**Brief**
Report each line of the data below in which "normalized" appears.
>>>
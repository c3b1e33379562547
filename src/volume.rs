use std::sync::Arc;

use bevy::{
    asset::RenderAssetUsages,
    image::{Image, ImageAddressMode, ImageFilterMode, ImageSampler, ImageSamplerDescriptor},
    render::render_resource::{Extent3d, TextureDimension, TextureFormat},
};
use ndarray::Array3;

use crate::{
    error::{Result, VolumeMarcherError},
    interp::trilinear,
    types::{CompiledFunction, Point, Value, Vector},
};

/// A 3D scalar density field sampled in normalized `[0, 1]^3` coordinates.
///
/// The grid has `size_x × size_y × size_z` voxels. Voxel `(x, y, z)` is centered at
/// `((x + 0.5) / size_x, (y + 0.5) / size_y, (z + 0.5) / size_z)`, matching how a GPU
/// samples a 3D texture, so the CPU tracer and the shader agree on where the surface is.
///
/// Values are stored as `values[[z, y, x]]` and are expected to be normalized to `[0, 1]`.
///
/// Values live behind an [`Arc`] so frame tracing can share one field across worker
/// threads without copying it. The voxel dimensions are those of the stored array.
#[derive(Clone, Debug)]
pub struct VolumeField {
    values: Arc<Array3<Value>>,
}

impl Default for VolumeField {
    fn default() -> Self {
        Self {
            values: Arc::new(Array3::zeros((0, 0, 0))),
        }
    }
}

impl VolumeField {
    /// Creates a new field with the given voxel dimensions. All values start at `0.0`.
    pub fn new(size_x: usize, size_y: usize, size_z: usize) -> Self {
        Self {
            values: Arc::new(Array3::zeros((size_z, size_y, size_x))),
        }
    }

    /// Builds a field from a flat `x`-fastest buffer of `size_x * size_y * size_z` values.
    pub fn from_vec(size_x: usize, size_y: usize, size_z: usize, data: Vec<Value>) -> Result<Self> {
        if size_x == 0 || size_y == 0 || size_z == 0 {
            return Err(VolumeMarcherError::InvalidDimensions);
        }
        let expected = size_x * size_y * size_z;
        let actual = data.len();
        let values = Array3::from_shape_vec((size_z, size_y, size_x), data)
            .map_err(|_| VolumeMarcherError::DataLengthMismatch { expected, actual })?;
        Ok(Self {
            values: Arc::new(values),
        })
    }

    /// Wraps an existing `[z, y, x]` array, possibly shared with other fields.
    pub fn from_shared(values: Arc<Array3<Value>>) -> Result<Self> {
        if values.is_empty() {
            return Err(VolumeMarcherError::InvalidDimensions);
        }
        Ok(Self { values })
    }

    /// Number of voxels along X.
    pub fn size_x(&self) -> usize {
        self.values.dim().2
    }

    /// Number of voxels along Y.
    pub fn size_y(&self) -> usize {
        self.values.dim().1
    }

    /// Number of voxels along Z.
    pub fn size_z(&self) -> usize {
        self.values.dim().0
    }

    /// Density values, indexed `[z, y, x]`.
    pub fn values(&self) -> &Arc<Array3<Value>> {
        &self.values
    }

    /// Fills the field by evaluating `function` at every voxel center.
    ///
    /// Coordinates passed to `function` are normalized to `[0, 1]^3`.
    pub fn fill(mut self, function: &CompiledFunction) -> Self {
        let (size_z, size_y, size_x) = self.values.dim();
        let values = self.values_mut();
        for ((z, y, x), value) in values.indexed_iter_mut() {
            *value = function(Point::new(
                (x as Value + 0.5) / size_x as Value,
                (y as Value + 0.5) / size_y as Value,
                (z as Value + 0.5) / size_z as Value,
            ));
        }
        self
    }

    /// Returns a mutable reference to the inner values.
    ///
    /// If the Arc is shared this will clone the data first (copy-on-write).
    fn values_mut(&mut self) -> &mut Array3<Value> {
        Arc::make_mut(&mut self.values)
    }

    /// Returns the value of voxel `(x, y, z)`.
    pub fn get(&self, x: usize, y: usize, z: usize) -> Value {
        self.values[[z, y, x]]
    }

    /// Sets the value of voxel `(x, y, z)`.
    pub fn set(&mut self, x: usize, y: usize, z: usize, v: Value) {
        self.values_mut()[[z, y, x]] = v
    }

    pub fn is_empty(&self) -> bool {
        self.values.is_empty()
    }

    /// Size of one voxel in normalized coordinates.
    pub fn texel_size(&self) -> Vector {
        Vector::new(
            1.0 / self.size_x().max(1) as Value,
            1.0 / self.size_y().max(1) as Value,
            1.0 / self.size_z().max(1) as Value,
        )
    }

    /// Trilinearly samples the field at normalized coordinates `uvw`.
    ///
    /// Addressing is clamp-to-edge: coordinates outside `[0, 1]^3` read the border voxels.
    /// An empty field samples as `0.0`.
    pub fn sample(&self, uvw: Point) -> Value {
        if self.is_empty() {
            return 0.0;
        }
        let (size_z, size_y, size_x) = self.values.dim();
        let (x0, x1, tx) = axis_taps(uvw.x, size_x);
        let (y0, y1, ty) = axis_taps(uvw.y, size_y);
        let (z0, z1, tz) = axis_taps(uvw.z, size_z);
        let v = &self.values;
        trilinear(
            [
                v[[z0, y0, x0]],
                v[[z0, y0, x1]],
                v[[z0, y1, x0]],
                v[[z0, y1, x1]],
                v[[z1, y0, x0]],
                v[[z1, y0, x1]],
                v[[z1, y1, x0]],
                v[[z1, y1, x1]],
            ],
            Vector::new(tx, ty, tz),
        )
    }

    /// Converts the field into a 3D `R8Unorm` Bevy [`Image`] with a linear, clamp-to-edge sampler.
    ///
    /// Values are clamped to `[0, 1]` and quantized to 8 bits.
    pub fn to_image(&self) -> Result<Image> {
        if self.is_empty() {
            return Err(VolumeMarcherError::InvalidDimensions);
        }
        // Standard layout iteration is z-major then y then x, which is the texel order wgpu expects.
        let data: Vec<u8> = self
            .values
            .iter()
            .map(|v| (v.clamp(0.0, 1.0) * 255.0).round() as u8)
            .collect();

        let mut image = Image::new(
            Extent3d {
                width: self.size_x() as u32,
                height: self.size_y() as u32,
                depth_or_array_layers: self.size_z() as u32,
            },
            TextureDimension::D3,
            data,
            TextureFormat::R8Unorm,
            RenderAssetUsages::default(),
        );
        image.sampler = ImageSampler::Descriptor(ImageSamplerDescriptor {
            address_mode_u: ImageAddressMode::ClampToEdge,
            address_mode_v: ImageAddressMode::ClampToEdge,
            address_mode_w: ImageAddressMode::ClampToEdge,
            mag_filter: ImageFilterMode::Linear,
            min_filter: ImageFilterMode::Linear,
            ..Default::default()
        });
        Ok(image)
    }

    /// Reads a field back from a 3D `R8Unorm` or `R32Float` Bevy [`Image`].
    pub fn from_image(image: &Image) -> Result<Self> {
        let descriptor = &image.texture_descriptor;
        if descriptor.dimension != TextureDimension::D3 {
            return Err(VolumeMarcherError::UnsupportedImage);
        }
        let data = image
            .data
            .as_ref()
            .ok_or(VolumeMarcherError::MissingImageData)?;
        let values: Vec<Value> = match descriptor.format {
            TextureFormat::R8Unorm => data.iter().map(|&b| b as Value / 255.0).collect(),
            TextureFormat::R32Float => data
                .chunks_exact(4)
                .map(|c| f32::from_le_bytes([c[0], c[1], c[2], c[3]]))
                .collect(),
            _ => return Err(VolumeMarcherError::UnsupportedImage),
        };
        Self::from_vec(
            descriptor.size.width as usize,
            descriptor.size.height as usize,
            descriptor.size.depth_or_array_layers as usize,
            values,
        )
    }
}

/// Returns the two clamped voxel indices bracketing normalized coordinate `u` and the blend factor.
#[inline]
fn axis_taps(u: Value, size: usize) -> (usize, usize, Value) {
    let x = u * size as Value - 0.5;
    let base = x.floor();
    let t = x - base;
    let last = (size - 1) as Value;
    let i0 = base.clamp(0.0, last) as usize;
    let i1 = (base + 1.0).clamp(0.0, last) as usize;
    (i0, i1, t)
}

#[cfg(test)]
mod tests {
    use super::*;

    #[test]
    fn sample_is_exact_at_voxel_centers() {
        let mut field = VolumeField::new(4, 4, 4);
        field.set(1, 2, 3, 0.75);
        let center = Point::new(1.5 / 4.0, 2.5 / 4.0, 3.5 / 4.0);
        assert!((field.sample(center) - 0.75).abs() < 1e-6);
    }

    #[test]
    fn sample_interpolates_between_voxels() {
        let field = VolumeField::new(2, 1, 1).fill(&|p: Point| if p.x > 0.5 { 1.0 } else { 0.0 });
        assert!((field.sample(Point::new(0.5, 0.5, 0.5)) - 0.5).abs() < 1e-6);
    }

    #[test]
    fn sample_clamps_out_of_range_coordinates() {
        let field = VolumeField::new(2, 2, 2).fill(&|p: Point| p.x);
        assert_eq!(field.sample(Point::new(-3.0, 0.5, 0.5)), field.get(0, 0, 0));
        assert_eq!(field.sample(Point::new(7.0, 0.5, 0.5)), field.get(1, 0, 0));
    }

    #[test]
    fn empty_field_samples_zero() {
        assert_eq!(VolumeField::default().sample(Point::new(0.5, 0.5, 0.5)), 0.0);
    }

    #[test]
    fn from_vec_rejects_bad_input() {
        assert!(matches!(
            VolumeField::from_vec(0, 1, 1, vec![]),
            Err(VolumeMarcherError::InvalidDimensions)
        ));
        assert!(matches!(
            VolumeField::from_vec(2, 2, 2, vec![0.0; 7]),
            Err(VolumeMarcherError::DataLengthMismatch { expected: 8, actual: 7 })
        ));
    }

    #[test]
    fn image_conversion_preserves_layout() {
        let mut field = VolumeField::new(3, 2, 2);
        field.set(2, 1, 0, 1.0);
        field.set(0, 0, 1, 0.5);
        let image = field.to_image().unwrap();
        assert_eq!(image.texture_descriptor.dimension, TextureDimension::D3);
        assert_eq!(image.texture_descriptor.format, TextureFormat::R8Unorm);

        let back = VolumeField::from_image(&image).unwrap();
        assert_eq!((back.size_x(), back.size_y(), back.size_z()), (3, 2, 2));
        assert_eq!(back.get(2, 1, 0), 1.0);
        assert!((back.get(0, 0, 1) - 128.0 / 255.0).abs() < 1e-6);
        assert_eq!(back.get(1, 1, 1), 0.0);
    }

    #[test]
    fn dimensions_come_from_the_stored_values() {
        let shared = Arc::new(Array3::from_elem((1, 1, 1), 0.8));
        let field = VolumeField::from_shared(Arc::clone(&shared)).unwrap();
        assert_eq!((field.size_x(), field.size_y(), field.size_z()), (1, 1, 1));
        assert!(Arc::ptr_eq(field.values(), &shared));
        // Far corner of a single voxel clamps onto it instead of indexing past the grid.
        assert!((field.sample(Point::new(0.9, 0.9, 0.9)) - 0.8).abs() < 1e-6);

        let wide = VolumeField::new(4, 2, 3);
        assert_eq!((wide.size_x(), wide.size_y(), wide.size_z()), (4, 2, 3));
        assert_eq!(wide.values().dim(), (3, 2, 4));

        assert!(matches!(
            VolumeField::from_shared(Arc::new(Array3::zeros((0, 2, 2)))),
            Err(VolumeMarcherError::InvalidDimensions)
        ));
    }

    #[test]
    fn shared_values_are_copied_on_write() {
        let field = VolumeField::new(2, 2, 2);
        let mut copy = field.clone();
        copy.set(0, 0, 0, 1.0);
        assert_eq!(field.get(0, 0, 0), 0.0);
        assert_eq!(copy.get(0, 0, 0), 1.0);
    }
}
<<<
**Result of the exercise**
/// A 3D scalar density field sampled in normalized `[0, 1]^3` coordinates.
/// Values are stored as `values[[z, y, x]]` and are expected to be normalized to `[0, 1]`.
    /// Coordinates passed to `function` are normalized to `[0, 1]^3`.
    /// Size of one voxel in normalized coordinates.
    /// Trilinearly samples the field at normalized coordinates `uvw`.
/// Returns the two clamped voxel indices bracketing normalized coordinate `u` and the blend factor.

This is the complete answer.